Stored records

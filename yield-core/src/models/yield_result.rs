use rust_decimal::Decimal;
use serde::{Deserialize, Serialize};

use crate::models::FundRecord;

/// After-tax and tax-equivalent yields for one fund, in the same percentage
/// units as the feed's raw yield.
#[derive(Debug, Clone, Copy, PartialEq, Eq, Serialize, Deserialize)]
pub struct YieldResult {
    pub after_tax_yield: Decimal,
    pub tax_equivalent_yield: Decimal,
}

/// A fund that survived filtering, augmented with its computed yields.
///
/// This is the row handed to presentation; the ranking pipeline returns these
/// ordered descending by `tax_equivalent_yield`.
#[derive(Debug, Clone, PartialEq, Serialize)]
pub struct RankedFund {
    #[serde(flatten)]
    pub fund: FundRecord,
    pub after_tax_yield: Decimal,
    pub tax_equivalent_yield: Decimal,
}
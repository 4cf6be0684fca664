//! Bracket-schedule loading from CSV files.
//!
//! A schedule is a two-column CSV with a header row:
//!
//! ```csv
//! threshold,rate
//! 0,0.10
//! 11925,0.12
//! 48475,0.22
//! ```
//!
//! `threshold` is the income floor where `rate` begins to apply; `rate` is a
//! decimal, not a percentage. Rows may appear in any order — the resulting
//! [`BracketTable`] sorts them ascending by threshold.

use std::io::Read;

use thiserror::Error;
use yield_core::models::{BracketTable, BracketTableError, TaxBracket};

/// Errors that can occur when loading a bracket schedule.
#[derive(Debug, Error)]
pub enum BracketTableLoaderError {
    #[error("CSV parse error: {0}")]
    CsvParse(String),

    #[error(transparent)]
    InvalidTable(#[from] BracketTableError),
}

impl From<csv::Error> for BracketTableLoaderError {
    fn from(err: csv::Error) -> Self {
        BracketTableLoaderError::CsvParse(err.to_string())
    }
}

/// Loader for bracket schedules from CSV data.
pub struct BracketTableLoader;

impl BracketTableLoader {
    /// Parse a bracket schedule from a CSV reader.
    ///
    /// The reader can be any type that implements `Read`, such as a file or
    /// a string slice. An empty schedule is rejected.
    pub fn parse<R: Read>(reader: R) -> Result<BracketTable, BracketTableLoaderError> {
        let mut csv_reader = csv::Reader::from_reader(reader);
        let mut brackets = Vec::new();

        for result in csv_reader.deserialize() {
            let bracket: TaxBracket = result?;
            brackets.push(bracket);
        }

        Ok(BracketTable::new(brackets)?)
    }
}
use rust_decimal::Decimal;
use serde::{Deserialize, Serialize};

/// How a fund's income divides among tax treatments for one (fund, state)
/// pair.
///
/// The four fields partition unity: `fully_taxable` is always the residual
/// `1 - (state_exempt + other_municipal + government)`. Proportions are
/// recomputed per call by the proportion calculator and never cached or
/// mutated.
#[derive(Debug, Clone, Copy, PartialEq, Eq, Serialize, Deserialize)]
pub struct TaxProportions {
    /// In-state municipal share: exempt from both federal and state tax.
    pub state_exempt: Decimal,

    /// Out-of-state or general municipal share: exempt from federal tax,
    /// taxed by the state. Mutually exclusive with `state_exempt`.
    pub other_municipal: Decimal,

    /// U.S. government obligation share: taxed federally, exempt from state
    /// tax.
    pub government: Decimal,

    /// Residual share taxed by both authorities. Not clamped: composition
    /// data summing above 1 drives this negative, and the calculator warns
    /// rather than silently correcting it.
    pub fully_taxable: Decimal,
}

impl TaxProportions {
    /// Sum of all four proportions. Equals 1 by construction for any input.
    pub fn total(&self) -> Decimal {
        self.state_exempt + self.other_municipal + self.government + self.fully_taxable
    }
}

Instructions to follow -
What you need to do is retype all the entries exactly as written.

Answer to this problem -
filename yield-core/src/models/yield_result.rs
use rust_decimal::Decimal;
use serde::{Deserialize, Serialize};

use crate::models::FundRecord;

/// After-tax and tax-equivalent yields for one fund, in the same percentage
/// units as the feed's raw yield.
#[derive(Debug, Clone, Copy, PartialEq, Eq, Serialize, Deserialize)]
pub struct YieldResult {
    pub after_tax_yield: Decimal,
    pub tax_equivalent_yield: Decimal,
}

/// A fund that survived filtering, augmented with its computed yields.
///
/// This is the row handed to presentation; the ranking pipeline returns these
/// ordered descending by `tax_equivalent_yield`.
#[derive(Debug, Clone, PartialEq, Serialize)]
pub struct RankedFund {
    #[serde(flatten)]
    pub fund: FundRecord,
    pub after_tax_yield: Decimal,
    pub tax_equivalent_yield: Decimal,
}
repository 4cf6be0684fca664
//! Bracket-schedule loading from CSV files.
//!
//! A schedule is a two-column CSV with a header row:
//!
//! ```csv
//! threshold,rate
//! 0,0.10
//! 11925,0.12
//! 48475,0.22
//! ```
//!
//! `threshold` is the income floor where `rate` begins to apply; `rate` is a
//! decimal, not a percentage. Rows may appear in any order — the resulting
//! [`BracketTable`] sorts them ascending by threshold.

use std::io::Read;

use thiserror::Error;
use yield_core::models::{BracketTable, BracketTableError, TaxBracket};

/// Errors that can occur when loading a bracket schedule.
#[derive(Debug, Error)]
pub enum BracketTableLoaderError {
    #[error("CSV parse error: {0}")]
    CsvParse(String),

    #[error(transparent)]
    InvalidTable(#[from] BracketTableError),
}

impl From<csv::Error> for BracketTableLoaderError {
    fn from(err: csv::Error) -> Self {
        BracketTableLoaderError::CsvParse(err.to_string())
    }
}

/// Loader for bracket schedules from CSV data.
pub struct BracketTableLoader;

impl BracketTableLoader {
    /// Parse a bracket schedule from a CSV reader.
    ///
    /// The reader can be any type that implements `Read`, such as a file or
    /// a string slice. An empty schedule is rejected.
    pub fn parse<R: Read>(reader: R) -> Result<BracketTable, BracketTableLoaderError> {
        let mut csv_reader = csv::Reader::from_reader(reader);
        let mut brackets = Vec::new();

        for result in csv_reader.deserialize() {
            let bracket: TaxBracket = result?;
            brackets.push(bracket);
        }

        Ok(BracketTable::new(brackets)?)
    }
}
use rust_decimal::Decimal;
use serde::{Deserialize, Serialize};

/// How a fund's income divides among tax treatments for one (fund, state)
/// pair.
///
/// The four fields partition unity: `fully_taxable` is always the residual
/// `1 - (state_exempt + other_municipal + government)`. Proportions are
/// recomputed per call by the proportion calculator and never cached or
/// mutated.
#[derive(Debug, Clone, Copy, PartialEq, Eq, Serialize, Deserialize)]
pub struct TaxProportions {
    /// In-state municipal share: exempt from both federal and state tax.
    pub state_exempt: Decimal,

    /// Out-of-state or general municipal share: exempt from federal tax,
    /// taxed by the state. Mutually exclusive with `state_exempt`.
    pub other_municipal: Decimal,

    /// U.S. government obligation share: taxed federally, exempt from state
    /// tax.
    pub government: Decimal,

    /// Residual share taxed by both authorities. Not clamped: composition
    /// data summing above 1 drives this negative, and the calculator warns
    /// rather than silently correcting it.
    pub fully_taxable: Decimal,
}

impl TaxProportions {
    /// Sum of all four proportions. Equals 1 by construction for any input.
    pub fn total(&self) -> Decimal {
        self.state_exempt + self.other_municipal + self.government + self.fully_taxable
    }
}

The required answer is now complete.